BEGIN Provided data

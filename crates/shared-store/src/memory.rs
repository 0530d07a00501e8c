//! In-memory implementation of the shared store protocol.
//!
//! Used as the rate limiter's fallback when the shared store is absent or
//! failing, and as the store of choice in tests. Entries are expired lazily
//! on access; an explicit [`MemoryStore::purge_expired`] sweep is available
//! for long-lived instances.

use std::collections::HashMap;
use std::sync::{Mutex, MutexGuard};
use std::time::Duration;

use async_trait::async_trait;
use chrono::{DateTime, Utc};
use log::warn;

use crate::{SharedStore, StoreError, WindowCount};

#[derive(Clone, Debug)]
struct ValueEntry {
    value: String,
    expires_at: DateTime<Utc>,
}

#[derive(Clone, Copy, Debug)]
struct CounterEntry {
    count: u64,
    reset_at: DateTime<Utc>,
}

/// Process-local shared store.
///
/// Values and counters live in separate maps because their lifecycles
/// differ: values are replaced wholesale, counters are incremented in place
/// and discarded at window reset.
#[derive(Default)]
pub struct MemoryStore {
    values: Mutex<HashMap<String, ValueEntry>>,
    counters: Mutex<HashMap<String, CounterEntry>>,
}

impl MemoryStore {
    pub fn new() -> Self {
        Self::default()
    }

    /// Lock the value map, recovering from poison.
    ///
    /// Worst case after recovery is a stale or missing cache entry, which
    /// callers already tolerate.
    fn lock_values(&self) -> MutexGuard<'_, HashMap<String, ValueEntry>> {
        self.values.lock().unwrap_or_else(|poisoned| {
            warn!("memory store value map mutex was poisoned, recovering");
            poisoned.into_inner()
        })
    }

    fn lock_counters(&self) -> MutexGuard<'_, HashMap<String, CounterEntry>> {
        self.counters.lock().unwrap_or_else(|poisoned| {
            warn!("memory store counter map mutex was poisoned, recovering");
            poisoned.into_inner()
        })
    }

    /// Drop every expired value and counter.
    pub fn purge_expired(&self) {
        let now = Utc::now();
        self.lock_values().retain(|_, e| e.expires_at > now);
        self.lock_counters().retain(|_, c| c.reset_at > now);
    }

    /// Number of live (unexpired) values, for diagnostics.
    pub fn len(&self) -> usize {
        let now = Utc::now();
        self.lock_values()
            .values()
            .filter(|e| e.expires_at > now)
            .count()
    }

    pub fn is_empty(&self) -> bool {
        self.len() == 0
    }
}

#[async_trait]
impl SharedStore for MemoryStore {
    async fn get(&self, key: &str) -> Result<Option<String>, StoreError> {
        let mut values = self.lock_values();

        match values.get(key) {
            Some(entry) if entry.expires_at > Utc::now() => Ok(Some(entry.value.clone())),
            Some(_) => {
                values.remove(key);
                Ok(None)
            }
            None => Ok(None),
        }
    }

    async fn set_with_ttl(&self, key: &str, value: &str, ttl: Duration) -> Result<(), StoreError> {
        let expires_at = Utc::now()
            + chrono::Duration::from_std(ttl)
                .map_err(|e| StoreError::Operation(format!("ttl out of range: {}", e)))?;

        self.lock_values().insert(
            key.to_string(),
            ValueEntry {
                value: value.to_string(),
                expires_at,
            },
        );
        Ok(())
    }

    async fn incr_with_ttl(
        &self,
        key: &str,
        window: Duration,
    ) -> Result<WindowCount, StoreError> {
        let now = Utc::now();
        let window = chrono::Duration::from_std(window)
            .map_err(|e| StoreError::Operation(format!("window out of range: {}", e)))?;

        let mut counters = self.lock_counters();
        let entry = counters
            .entry(key.to_string())
            .and_modify(|c| {
                if c.reset_at <= now {
                    // Window elapsed: the counter is conceptually a new record.
                    c.count = 1;
                    c.reset_at = now + window;
                } else {
                    c.count += 1;
                }
            })
            .or_insert(CounterEntry {
                count: 1,
                reset_at: now + window,
            });

        Ok(WindowCount {
            count: entry.count,
            reset_at: entry.reset_at,
        })
    }

    async fn ping(&self) -> Result<(), StoreError> {
        Ok(())
    }
}
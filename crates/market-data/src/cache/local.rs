//! Process-local cache tier.
//!
//! A bounded map of [`CacheEntry`] values. Entries are kept past their
//! expiry (until evicted for capacity) so the aggregation service's
//! last-resort stale read has something to fall back on; freshness is
//! checked at read time, not by eviction.

use std::collections::HashMap;
use std::sync::{Mutex, MutexGuard};

use chrono::{DateTime, Utc};
use log::warn;
use serde::{Deserialize, Serialize};

use crate::models::Quote;

/// A cached quote plus its absolute expiry instant.
#[derive(Clone, Debug, Serialize, Deserialize)]
pub struct CacheEntry {
    pub quote: Quote,
    pub expires_at: DateTime<Utc>,
}

impl CacheEntry {
    pub fn new(quote: Quote, expires_at: DateTime<Utc>) -> Self {
        Self { quote, expires_at }
    }

    /// Whether the entry may still be served as fresh.
    pub fn is_fresh(&self, now: DateTime<Utc>) -> bool {
        self.expires_at > now
    }
}

/// Bounded in-process cache map.
pub struct LocalCache {
    entries: Mutex<HashMap<String, CacheEntry>>,
    max_entries: usize,
}

impl LocalCache {
    pub fn new(max_entries: usize) -> Self {
        Self {
            entries: Mutex::new(HashMap::new()),
            max_entries: max_entries.max(1),
        }
    }

    /// Lock the entry map, recovering from poison.
    ///
    /// Worst case after recovery is a stale or missing entry, which every
    /// caller already tolerates.
    fn lock(&self) -> MutexGuard<'_, HashMap<String, CacheEntry>> {
        self.entries.lock().unwrap_or_else(|poisoned| {
            warn!("local cache mutex was poisoned, recovering");
            poisoned.into_inner()
        })
    }

    /// Insert an entry, evicting the entry closest to (or past) expiry
    /// when the map is full.
    pub fn insert(&self, key: String, entry: CacheEntry) {
        let mut entries = self.lock();

        if !entries.contains_key(&key) && entries.len() >= self.max_entries {
            let oldest = entries
                .iter()
                .min_by_key(|(_, e)| e.expires_at)
                .map(|(k, _)| k.clone());
            if let Some(oldest_key) = oldest {
                entries.remove(&oldest_key);
            }
        }

        entries.insert(key, entry);
    }

    /// Newest fresh entry whose key starts with `prefix`.
    ///
    /// Keys carry a minute bucket, so a fresh entry for a symbol may live
    /// under an earlier bucket than the current one; the scan covers all
    /// generations still resident.
    pub fn get_fresh(&self, prefix: &str) -> Option<Quote> {
        let now = Utc::now();
        let entries = self.lock();

        entries
            .iter()
            .filter(|(k, e)| k.starts_with(prefix) && e.is_fresh(now))
            .max_by_key(|(_, e)| e.expires_at)
            .map(|(_, e)| e.quote.clone())
    }

    /// Newest entry whose key starts with `prefix`, expired or not.
    ///
    /// This is the explicit stale-read path used only when all providers
    /// have failed; it is deliberately not the same function as
    /// [`get_fresh`](Self::get_fresh).
    pub fn get_stale(&self, prefix: &str) -> Option<Quote> {
        let entries = self.lock();

        entries
            .iter()
            .filter(|(k, _)| k.starts_with(prefix))
            .max_by_key(|(_, e)| e.expires_at)
            .map(|(_, e)| e.quote.clone())
    }

    pub fn len(&self) -> usize {
        self.lock().len()
    }

    pub fn is_empty(&self) -> bool {
        self.lock().is_empty()
    }

    pub fn capacity(&self) -> usize {
        self.max_entries
    }

    pub fn clear(&self) {
        self.lock().clear();
    }
}

#[cfg(test)]
mod tests {
    use super::*;
    use crate::models::{IndexQuote, QuoteSource};
    use rust_decimal_macros::dec;

    fn entry(symbol: &str, expires_in_secs: i64) -> CacheEntry {
        CacheEntry::new(
            Quote::Index(IndexQuote {
                symbol: symbol.to_string(),
                value: dec!(2500.12),
                change: dec!(10.5),
                change_percent: dec!(0.42),
                source: QuoteSource::TwelveData,
                cached: false,
                timestamp: Utc::now(),
            }),
            Utc::now() + chrono::Duration::seconds(expires_in_secs),
        )
    }

    #[test]
    fn test_fresh_hit() {
        let cache = LocalCache::new(10);
        cache.insert("quote:index:KOSPI:100".to_string(), entry("KOSPI", 300));

        let quote = cache.get_fresh("quote:index:KOSPI:");
        assert_eq!(quote.unwrap().symbol(), "KOSPI");
    }

    #[test]
    fn test_expired_entry_not_fresh_but_stale() {
        let cache = LocalCache::new(10);
        cache.insert("quote:index:KOSPI:100".to_string(), entry("KOSPI", -10));

        assert!(cache.get_fresh("quote:index:KOSPI:").is_none());
        assert!(cache.get_stale("quote:index:KOSPI:").is_some());
    }

    #[test]
    fn test_fresh_read_spans_minute_buckets() {
        let cache = LocalCache::new(10);
        // Entry written under an earlier bucket, still within TTL.
        cache.insert("quote:index:KOSPI:99".to_string(), entry("KOSPI", 200));

        assert!(cache.get_fresh("quote:index:KOSPI:").is_some());
    }

    #[test]
    fn test_newest_generation_wins() {
        let cache = LocalCache::new(10);
        cache.insert("quote:index:KOSPI:99".to_string(), entry("old", 100));
        cache.insert("quote:index:KOSPI:100".to_string(), entry("new", 300));

        let quote = cache.get_fresh("quote:index:KOSPI:").unwrap();
        assert_eq!(quote.symbol(), "new");
    }

    #[test]
    fn test_eviction_at_capacity_removes_oldest() {
        let cache = LocalCache::new(2);
        cache.insert("a".to_string(), entry("a", 10));
        cache.insert("b".to_string(), entry("b", 100));
        cache.insert("c".to_string(), entry("c", 200));

        assert_eq!(cache.len(), 2);
        // "a" had the nearest expiry and must be the one evicted.
        assert!(cache.get_stale("a").is_none());
        assert!(cache.get_stale("b").is_some());
        assert!(cache.get_stale("c").is_some());
    }

    #[test]
    fn test_reinsert_existing_key_does_not_evict() {
        let cache = LocalCache::new(2);
        cache.insert("a".to_string(), entry("a", 10));
        cache.insert("b".to_string(), entry("b", 100));
        cache.insert("a".to_string(), entry("a", 300));

        assert_eq!(cache.len(), 2);
        assert!(cache.get_stale("b").is_some());
    }
}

END Provided data

_Work order_
Check the listing above for lines containing the string "Operation", and copy each one.

_Task response_
                .map_err(|e| StoreError::Operation(format!("ttl out of range: {}", e)))?;
            .map_err(|e| StoreError::Operation(format!("window out of range: {}", e)))?;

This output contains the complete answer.